En la mansión, el enloquecido paseo del niño y su Julien en un bólido de juguete de última generación, por los interminables pasillos de moqueta roja, es la prolongación sarcástica de ese primer recorrido de nuestro François para recuperar la cordura y la dignidad, que se había fijado en nuestras miradas —por cierto, en un registro muy divergente, no he podido evitar preguntarme si Stanley Kubrik habría visto esta película cuando planificaba El resplandor—. Pero también provocará la primera acción punitiva sobre el niño, que se quejará agraviado, pero también encubrirá al adulto, cuando el implacable jefe se interese por el incidente: «No pasa nada. Estamos jugando».
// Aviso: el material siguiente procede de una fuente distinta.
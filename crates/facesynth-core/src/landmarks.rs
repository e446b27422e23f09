//! Landmark geometry: per-region point sets and their bounding sizes.

use serde::{Deserialize, Serialize};
use std::collections::{BTreeMap, HashMap};

/// Width and height of a region's bounding box.
#[derive(Debug, Clone, Copy, PartialEq, Serialize, Deserialize)]
pub struct Size {
    pub width: f64,
    pub height: f64,
}

/// Points for each named facial region, as seen from one angle.
#[derive(Debug, Clone, Default, PartialEq, Serialize, Deserialize)]
#[serde(transparent)]
pub struct LandmarkSet {
    regions: BTreeMap<String, Vec<(f64, f64)>>,
}

impl LandmarkSet {
    pub fn new() -> Self {
        Self::default()
    }

    pub fn insert(&mut self, region: impl Into<String>, points: Vec<(f64, f64)>) {
        self.regions.insert(region.into(), points);
    }

    pub fn points(&self, region: &str) -> Option<&[(f64, f64)]> {
        self.regions.get(region).map(Vec::as_slice)
    }

    /// Bounding size of one region. `None` when the region is absent or empty.
    pub fn size(&self, region: &str) -> Option<Size> {
        bounding_size(self.regions.get(region)?)
    }

    /// Bounding sizes of every non-empty region.
    pub fn sizes(&self) -> HashMap<String, Size> {
        self.regions
            .iter()
            .filter_map(|(name, pts)| bounding_size(pts).map(|s| (name.clone(), s)))
            .collect()
    }
}

impl FromIterator<(String, Vec<(f64, f64)>)> for LandmarkSet {
    fn from_iter<I: IntoIterator<Item = (String, Vec<(f64, f64)>)>>(iter: I) -> Self {
        Self {
            regions: iter.into_iter().collect(),
        }
    }
}

fn bounding_size(points: &[(f64, f64)]) -> Option<Size> {
    let (&(x0, y0), rest) = points.split_first()?;
    let (mut min_x, mut max_x, mut min_y, mut max_y) = (x0, x0, y0, y0);
    for &(x, y) in rest {
        min_x = min_x.min(x);
        max_x = max_x.max(x);
        min_y = min_y.min(y);
        max_y = max_y.max(y);
    }
    Some(Size {
        width: max_x - min_x,
        height: max_y - min_y,
    })
}

/// Element-wise mean of region sizes across several observations.
///
/// A region only averages over the sets that contain it.
pub fn average_sizes<'a, I>(sets: I) -> HashMap<String, Size>
where
    I: IntoIterator<Item = &'a LandmarkSet>,
{
    let mut sums: HashMap<String, (Size, usize)> = HashMap::new();
    for set in sets {
        for (name, size) in set.sizes() {
            let entry = sums.entry(name).or_insert((
                Size {
                    width: 0.0,
                    height: 0.0,
                },
                0,
            ));
            entry.0.width += size.width;
            entry.0.height += size.height;
            entry.1 += 1;
        }
    }
    sums.into_iter()
        .map(|(name, (sum, n))| {
            let n = n as f64;
            (
                name,
                Size {
                    width: sum.width / n,
                    height: sum.height / n,
                },
            )
        })
        .collect()
}

#[cfg(test)]
mod tests {
    use super::*;

    fn size(width: f64, height: f64) -> Size {
        Size { width, height }
    }

    fn set(entries: &[(&str, &[(f64, f64)])]) -> LandmarkSet {
        entries
            .iter()
            .map(|(n, p)| (n.to_string(), p.to_vec()))
            .collect()
    }

    #[test]
    fn test_calc_sizes() {
        let lm = set(&[
            ("nose", &[(0.0, 0.0), (10.0, 0.0), (10.0, 10.0), (0.0, 10.0)]),
            ("eye", &[(0.0, 0.0), (5.0, 0.0)]),
        ]);
        let sizes = lm.sizes();
        assert_eq!(sizes["nose"], size(10.0, 10.0));
        assert_eq!(sizes["eye"], size(5.0, 0.0));
    }

    #[test]
    fn test_size_uses_height_from_y_extent() {
        let lm = set(&[("mouth", &[(3.0, 7.0), (9.0, 8.0), (5.0, 12.0)])]);
        assert_eq!(lm.size("mouth"), Some(size(6.0, 5.0)));
    }

    #[test]
    fn test_empty_or_missing_region_has_no_size() {
        let lm = set(&[("chin", &[])]);
        assert_eq!(lm.size("chin"), None);
        assert_eq!(lm.size("brow"), None);
        assert!(lm.sizes().is_empty());
    }

    #[test]
    fn test_calc_average_sizes() {
        let sets = [
            set(&[("nose", &[(0.0, 0.0), (10.0, 0.0), (0.0, 10.0)])]),
            set(&[("nose", &[(0.0, 0.0), (20.0, 0.0), (0.0, 20.0)])]),
        ];
        let avg = average_sizes(&sets);
        assert_eq!(avg["nose"], size(15.0, 15.0));
    }

    #[test]
    fn test_average_skips_sets_without_region() {
        let sets = [
            set(&[("nose", &[(0.0, 0.0), (4.0, 2.0)])]),
            set(&[("eye", &[(0.0, 0.0), (1.0, 1.0)])]),
        ];
        let avg = average_sizes(&sets);
        assert_eq!(avg["nose"], size(4.0, 2.0));
        assert_eq!(avg["eye"], size(1.0, 1.0));
    }

    #[test]
    fn test_landmarks_deserialize_from_point_lists() {
        let lm: LandmarkSet = serde_json::from_str(r#"{"nose": [[1, 2], [4, 6]]}"#).unwrap();
        assert_eq!(lm.size("nose"), Some(size(3.0, 4.0)));
    }
}
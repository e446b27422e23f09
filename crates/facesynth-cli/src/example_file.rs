//! Example files: landmark observations for one face, plus the face itself.
//!
//! ```json
//! { "face": "faces/0001.json",
//!   "observations": [ { "angle": 0, "landmarks": { "nose": [[1, 2], [3, 4]] },
//!                       "encoding": [0.1, 0.2] } ] }
//! ```

use anyhow::{Context, Result};
use facesynth_core::{Example, FaceStore, FaceVector, Observation};
use serde::Deserialize;
use std::path::{Path, PathBuf};

#[derive(Deserialize)]
struct ExampleFile {
    face: Option<PathBuf>,
    #[serde(default)]
    observations: Vec<Observation>,
}

/// Read an example and align its face (if any) to `base`.
pub fn load<S: FaceStore>(path: &Path, base: &FaceVector, store: &S) -> Result<Example> {
    let text = std::fs::read_to_string(path)
        .with_context(|| format!("reading example {}", path.display()))?;
    let file: ExampleFile = serde_json::from_str(&text)
        .with_context(|| format!("parsing example {}", path.display()))?;

    let face = match file.face {
        Some(rel) => {
            let face_path = path.parent().unwrap_or_else(|| Path::new("")).join(rel);
            let mut face = store
                .load(&face_path)
                .with_context(|| format!("loading face {}", face_path.display()))?;
            face.match_morphs(base)
                .with_context(|| format!("aligning face {}", face_path.display()))?;
            Some(face)
        }
        None => None,
    };

    Ok(Example {
        observations: file.observations,
        face,
    })
}

#[cfg(test)]
mod tests {
    use super::*;
    use facesynth_model::VamFaceStore;

    const BASE: &str = r#"{"storables":[{"id":"geometry","morphs":[
        {"name":"jaw","value":"0.5","animatable":"true"},
        {"name":"brow","value":"0.5","animatable":"true"}]}]}"#;

    #[test]
    fn test_load_resolves_face_relative_to_example() {
        let tmp = tempfile::tempdir().unwrap();
        let store = VamFaceStore::default();
        let base = store.parse(BASE).unwrap();

        std::fs::create_dir(tmp.path().join("faces")).unwrap();
        std::fs::write(
            tmp.path().join("faces/a.json"),
            r#"{"storables":[{"id":"geometry","morphs":[
                {"name":"brow","value":"0.2"},
                {"name":"jaw","value":"0.9"},
                {"name":"extra","value":"1"}]}]}"#,
        )
        .unwrap();
        let path = tmp.path().join("a.json");
        std::fs::write(
            &path,
            r#"{"face":"faces/a.json","observations":[
                {"angle":0,"landmarks":{"nose":[[0,0],[4,2]]},"encoding":[0.5]}]}"#,
        )
        .unwrap();

        let example = load(&path, &base, &store).unwrap();
        assert_eq!(example.observations.len(), 1);
        let face = example.face.unwrap();
        assert!(face.same_schema(&base));
        assert_eq!(face.values(), &[0.9, 0.2]);
    }

    #[test]
    fn test_load_without_face() {
        let tmp = tempfile::tempdir().unwrap();
        let base = VamFaceStore::default().parse(BASE).unwrap();
        let path = tmp.path().join("b.json");
        std::fs::write(&path, r#"{"observations":[]}"#).unwrap();

        let example = load(&path, &base, &VamFaceStore::default()).unwrap();
        assert!(example.face.is_none());
        assert!(example.observations.is_empty());
    }

    #[test]
    fn test_load_missing_face_file_fails() {
        let tmp = tempfile::tempdir().unwrap();
        let base = VamFaceStore::default().parse(BASE).unwrap();
        let path = tmp.path().join("c.json");
        std::fs::write(&path, r#"{"face":"nope.json","observations":[]}"#).unwrap();

        assert!(load(&path, &base, &VamFaceStore::default()).is_err());
    }
}
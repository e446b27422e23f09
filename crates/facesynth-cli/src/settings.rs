use facesynth_core::variation::{
    DEFAULT_NUM_FACES, DEFAULT_POPULATION_CAP, DEFAULT_P_MATE, DEFAULT_P_MUTATE,
    DEFAULT_ROTATE_INTERVAL,
};
use facesynth_core::VariationConfig;
use std::path::PathBuf;

/// Generator defaults, loaded from environment variables.
pub struct Settings {
    /// Root for numbered output directories (default: ./output).
    pub output_dir: PathBuf,
    /// Number of faces to generate before stopping.
    pub num_faces: usize,
    /// Faces written per output directory.
    pub rotate_interval: usize,
    pub p_mutate: f64,
    pub p_mate: f64,
    /// Population size after which children replace random members.
    pub population_cap: usize,
    /// RNG seed for reproducible runs; entropy when unset.
    pub seed: Option<u64>,
}

impl Settings {
    /// Load settings from `FACESYNTH_*` environment variables with defaults.
    pub fn from_env() -> Self {
        Self {
            output_dir: std::env::var("FACESYNTH_OUTPUT_DIR")
                .map(PathBuf::from)
                .unwrap_or_else(|_| PathBuf::from("output")),
            num_faces: env_parse("FACESYNTH_NUM_FACES").unwrap_or(DEFAULT_NUM_FACES),
            rotate_interval: env_parse("FACESYNTH_ROTATE_INTERVAL")
                .unwrap_or(DEFAULT_ROTATE_INTERVAL),
            p_mutate: env_parse("FACESYNTH_P_MUTATE").unwrap_or(DEFAULT_P_MUTATE),
            p_mate: env_parse("FACESYNTH_P_MATE").unwrap_or(DEFAULT_P_MATE),
            population_cap: env_parse("FACESYNTH_POPULATION_CAP")
                .unwrap_or(DEFAULT_POPULATION_CAP),
            seed: env_parse("FACESYNTH_SEED"),
        }
    }

    pub fn variation_config(&self) -> VariationConfig {
        VariationConfig {
            output_root: self.output_dir.clone(),
            num_faces: self.num_faces,
            p_mutate: self.p_mutate,
            p_mate: self.p_mate,
            population_cap: self.population_cap,
            rotate_interval: self.rotate_interval,
        }
    }
}

fn env_parse<T: std::str::FromStr>(key: &str) -> Option<T> {
    std::env::var(key).ok().and_then(|v| v.parse().ok())
}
A partir de ahí, diversos incidentes vinculados a tan inusual situación se irán sucediendo, desde reencuentros del vaquero Julien con aquel aborigen del principio —ahora ya igualados en su infortunio—, hasta duelos al más puro estilo del lejano oeste en medio de una gran recepción en el jardín del magnate, que terminará con una concentración sindical de protesta por las condiciones laborales de su empresa frente a la puerta, pasando por partidas de futbolín para establecer la duración de la estancia del muñeco. Al final, en los ojos de Eric, son sencillamente juegos, esos que anhela poder jugar con su padre. De esta manera, el film vira hacia una reflexión vital trascendente sobre la paternidad, la buena crianza, la soledad en la infancia, y también la ética económica y personal, quizá demasiado subrayada, pero en todo caso indispensable, teniendo en cuenta las circunstancias concomitantes. En todo caso, será un nuevo juego, precisamente el primero que proponga François, la edición de un periódico llamado “Le Jouet”, el que servirá para difundir nuevas prácticas humillantes del padre ausente, en este caso en la adquisición de una casa, así como los testimonios de varios trabajadores despedidos abusivamente —el título de la pieza será “Los juguetes de Monsier Rambal-Coche”—. Y quedará así rubricada la importante conexión afectiva entre Perrin y Eric, que refuerza las tesis desarrolladas a lo largo de la película, y que se condensará en un plano congelado final sinceramente emocionante.
En definitiva, este “Juquete” setentero de Francis Veber, que ya tuvo una nueva versión norteamericana fallida con Richard Pryor como protagonista en los años ochenta, es una película más que recomendable, nuevamente muy clasificable dentro de ese exclusivo club de las obras de culto, que se asoma a esta alternativa por otro nuevo juguete que llega este fin de semana a nuestras carteleras. Como casi siempre, casi nunca hay nada como el original.
«El Cine es más hermoso que la vida.»